As always, Luther had done brilliantly. They ate quickly, enjoying the rare combination of hot, fresh, and plenty.
Even the most likely next president and first lady can't count on a good Christmas dinner,
Jenny thought.
Not this year. Not since back before. Did I ever enjoy any food this much, back before?

Grayson laughed suddenly. “You realize that neither of us took off any of all the socks we're wearing?”

“Baby, brutality can be fun, in the right mood, but bare toes on
this
floor is
too
brutal. If you find some nice girl with a cold feet fetish, you go right ahead.” Before loading seconds onto her plate, she paused to bind up her hair, and noticed she had captured his gaze. “Caught you staring, baby. Now that I've taken care of your needs, how about some respect for your little Barbie doll's
mind
?”

“I wish you wouldn't call yourself that.”

She shrugged. “
I
know I'm not, and so does anybody that counts—here, or in Olympia or Pueblo or anywhere else. That act is over.”

“I
never
liked that act, and good riddance to it. If I'm going to be a monster I'd rather be a real monster and attack a real woman.” Something on the map caught his attention and he leaned across the table to look at it from another angle. He needed information about that state forest south of Bloomington—hadn't the RRC sent some scouts through there last summer? Maybe—

Jenny said, “Jeff, why are you putting so much thought into beating up some starving, sickly hippies?”

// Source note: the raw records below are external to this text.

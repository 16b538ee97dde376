//! Rate-limited publish of a Framebuffer to a `Surface`: at most one publish
//! in flight per session, bell-triggered flashes bypass the rate limit, and
//! oversized renders degrade through a fallback chain before truncating.
//!
//! Grounded on the per-channel send daemon in the teacher's `im/daemon.rs`
//! (one task per destination, draining a queue under a rate limit) and on
//! the flash/truncation policy of `_update` in the original shell cog.

use std::sync::atomic::{AtomicBool, Ordering};
use std::sync::Arc;
use std::time::Duration;

use tokio::sync::{mpsc, Mutex as AsyncMutex};
use tokio::time::Instant;

use crate::framebuffer::Framebuffer;
use crate::log;
use crate::surface::{Surface, SurfaceRef};

const LOG: &str = "coalescer";

/// Truncation notice appended when a render still doesn't fit after dropping
/// the cursor marker and trimming trailing rows.
const TRUNCATION_NOTICE: &str = "... output truncated, use [PGUP]/[PGDN] to scroll";

/// Raised by the reader task whenever the Framebuffer mutated, carrying
/// whether this chunk's bytes included a bell.
#[derive(Debug, Clone, Copy)]
pub struct RenderEvent {
    pub bell: bool,
}

/// Wraps rendered rows in the fenced-code-block form the surface displays as
/// colored text. Shared with the session manager for the opening snapshot.
pub(crate) fn format_content(lines: &[String]) -> String {
    format!("```ansi\n{}\n```", lines.join("\n"))
}

/// Renders the framebuffer against `max_len`, falling back in the documented
/// order: cursor-shown, then cursor-hidden, then trailing rows dropped one
/// at a time with a truncation notice appended.
async fn render_budgeted(fb: &AsyncMutex<Framebuffer>, max_len: usize) -> String {
    let with_cursor = { fb.lock().await.render(true) };
    let content = format_content(&with_cursor);
    if content.len() <= max_len {
        return content;
    }

    let without_cursor = { fb.lock().await.render(false) };
    let content = format_content(&without_cursor);
    if content.len() <= max_len {
        return content;
    }

    let mut rows = without_cursor;
    while !rows.is_empty() {
        let mut candidate = rows.clone();
        candidate.push(TRUNCATION_NOTICE.to_string());
        let content = format_content(&candidate);
        if content.len() <= max_len {
            return content;
        }
        rows.pop();
    }
    format_content(&[TRUNCATION_NOTICE.to_string()])
}

/// Rate-limits publishes of one Session's Framebuffer to its Surface.
pub struct Coalescer {
    min_interval: Duration,
    flash_hold: Duration,
}

impl Coalescer {
    pub fn new(min_interval: Duration, flash_hold: Duration) -> Self {
        Self { min_interval, flash_hold }
    }

    async fn edit(
        &self,
        surface: &Arc<dyn Surface>,
        surface_ref: &SurfaceRef,
        content: String,
        running: &AtomicBool,
    ) {
        match surface.edit(surface_ref, &content).await {
            Ok(()) => {}
            Err(crate::error::SurfaceError::Gone) => {
                running.store(false, Ordering::SeqCst);
            }
            Err(e) => {
                eprintln!(
                    "{} publish failed content={} error={e}",
                    log::prefix(LOG),
                    log::truncate_content_default(&content)
                );
            }
        }
    }

    async fn flash(
        &self,
        surface: &Arc<dyn Surface>,
        surface_ref: &SurfaceRef,
        fb: &AsyncMutex<Framebuffer>,
        running: &AtomicBool,
    ) {
        let lines = { fb.lock().await.render(true) };
        let inverted: Vec<String> = lines.iter().map(|l| format!("\x1b[7m{l}\x1b[27m")).collect();
        self.edit(surface, surface_ref, format_content(&inverted), running).await;
    }

    /// Renders and publishes the current Framebuffer state immediately,
    /// bypassing the rate limit. Used both for the session's opening
    /// snapshot-adjacent edits and for the final closed-state frame.
    pub async fn publish_now(
        &self,
        surface: &Arc<dyn Surface>,
        surface_ref: &SurfaceRef,
        fb: &AsyncMutex<Framebuffer>,
        running: &AtomicBool,
    ) {
        let content = render_budgeted(fb, surface.max_content_len()).await;
        self.edit(surface, surface_ref, content, running).await;
    }

    /// Drains `rx` until the sender side is dropped (the reader task ending,
    /// for any reason, is exactly that signal), coalescing bursts of
    /// mutations into a single rate-limited publish and forcing an immediate
    /// flash-then-normal sequence whenever a bell arrived.
    pub async fn run(
        &self,
        mut rx: mpsc::Receiver<RenderEvent>,
        surface: Arc<dyn Surface>,
        surface_ref: SurfaceRef,
        fb: Arc<AsyncMutex<Framebuffer>>,
        running: Arc<AtomicBool>,
    ) {
        let mut last_publish: Option<Instant> = None;
        let mut pending_bell = false;
        let mut dirty = false;

        while let Some(event) = rx.recv().await {
            dirty = true;
            pending_bell |= event.bell;

            // Coalesce anything else that arrived while we were scheduling
            // this publish so a burst of output chunks yields one edit.
            while let Ok(event) = rx.try_recv() {
                dirty = true;
                pending_bell |= event.bell;
            }

            if !dirty {
                continue;
            }

            if pending_bell {
                pending_bell = false;
                self.flash(&surface, &surface_ref, &fb, &running).await;
                tokio::time::sleep(self.flash_hold).await;
            } else if let Some(last) = last_publish {
                let elapsed = last.elapsed();
                if elapsed < self.min_interval {
                    tokio::time::sleep(self.min_interval - elapsed).await;
                }
            }

            self.publish_now(&surface, &surface_ref, &fb, &running).await;
            last_publish = Some(Instant::now());
            dirty = false;
        }
    }
}

#[cfg(test)]
mod tests {
    use super::*;
    use crate::surface::fake::FakeSurface;

    fn fresh_fb(w: u16, h: u16) -> Arc<AsyncMutex<Framebuffer>> {
        Arc::new(AsyncMutex::new(Framebuffer::new(w, h, 100)))
    }

    #[tokio::test]
    async fn publish_now_writes_current_frame() {
        let fake = Arc::new(FakeSurface::new(10_000));
        let surface_ref = fake.send("init").await.unwrap();
        let surface: Arc<dyn Surface> = fake.clone();
        let fb = fresh_fb(10, 3);
        {
            let mut g = fb.lock().await;
            g.write('h');
            g.write('i');
        }
        let coalescer = Coalescer::new(Duration::from_millis(100), Duration::from_millis(150));
        let running = Arc::new(AtomicBool::new(true));
        coalescer.publish_now(&surface, &surface_ref, &fb, &running).await;

        let content = fake.messages.get(&surface_ref.0).unwrap().clone();
        assert!(content.contains('h') && content.contains('i'));
    }

    #[tokio::test]
    async fn gone_surface_stops_running() {
        let fake = Arc::new(FakeSurface::new(10_000));
        let surface_ref = fake.send("init").await.unwrap();
        fake.mark_gone(&surface_ref);
        let surface: Arc<dyn Surface> = fake;
        let fb = fresh_fb(10, 3);
        let coalescer = Coalescer::new(Duration::from_millis(100), Duration::from_millis(150));
        let running = Arc::new(AtomicBool::new(true));
        coalescer.publish_now(&surface, &surface_ref, &fb, &running).await;
        assert!(!running.load(Ordering::SeqCst));
    }

    #[tokio::test(start_paused = true)]
    async fn bell_forces_flash_before_normal_frame() {
        let fake = Arc::new(FakeSurface::new(10_000));
        let surface_ref = fake.send("init").await.unwrap();
        let surface: Arc<dyn Surface> = fake.clone();
        let fb = fresh_fb(10, 3);
        let running = Arc::new(AtomicBool::new(true));
        let (tx, rx) = mpsc::channel(8);
        let coalescer = Coalescer::new(Duration::from_millis(100), Duration::from_millis(150));

        let handle = tokio::spawn({
            let surface = surface.clone();
            let surface_ref = surface_ref.clone();
            let fb = fb.clone();
            let running = running.clone();
            async move {
                coalescer.run(rx, surface, surface_ref, fb, running).await;
            }
        });

        tx.send(RenderEvent { bell: true }).await.unwrap();
        tokio::time::advance(Duration::from_millis(160)).await;
        drop(tx);
        handle.await.unwrap();

        let content = fake.messages.get(&surface_ref.0).unwrap().clone();
        // after the hold, the flash (inverted) frame has been replaced by the normal one.
        assert!(!content.contains("\x1b[7m"));
    }
}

He glanced up, smiling. “There's never enough time before to think and plan, and no time at all once it starts. Sorry I got distracted.”

“Baby, I don't believe for one second that bush hippies on a map could pull your attention away from these.” She sat up straight and pulled her shoulders back. Her pouty spoiled-bimbo routine, just because it was so fake, almost always made him smile and often seemed to get him talking, but today he just looked sad, and she was instantly sorry she'd tried it. “Come on, Jeff. You've been pesty for rough sex for several days, and staring out the window, and quiet for hours at a time. That means you're worried; I've had ten months to learn to read your tells. Now
what
is eating at you so bad?”

He gestured to the map. “Now that RRC agents are penetrating north of the Ohio and east of the Wabash, they're finding things worse than we thought. The tribal ‘armies' aren't really armies—more like mass foot-powered kamikazes. Designed to smash their way through civilization, destroy everything they can't use right away, and die. It's amazing how big and fast a force can be if you're not planning to supply it, or get any of it back.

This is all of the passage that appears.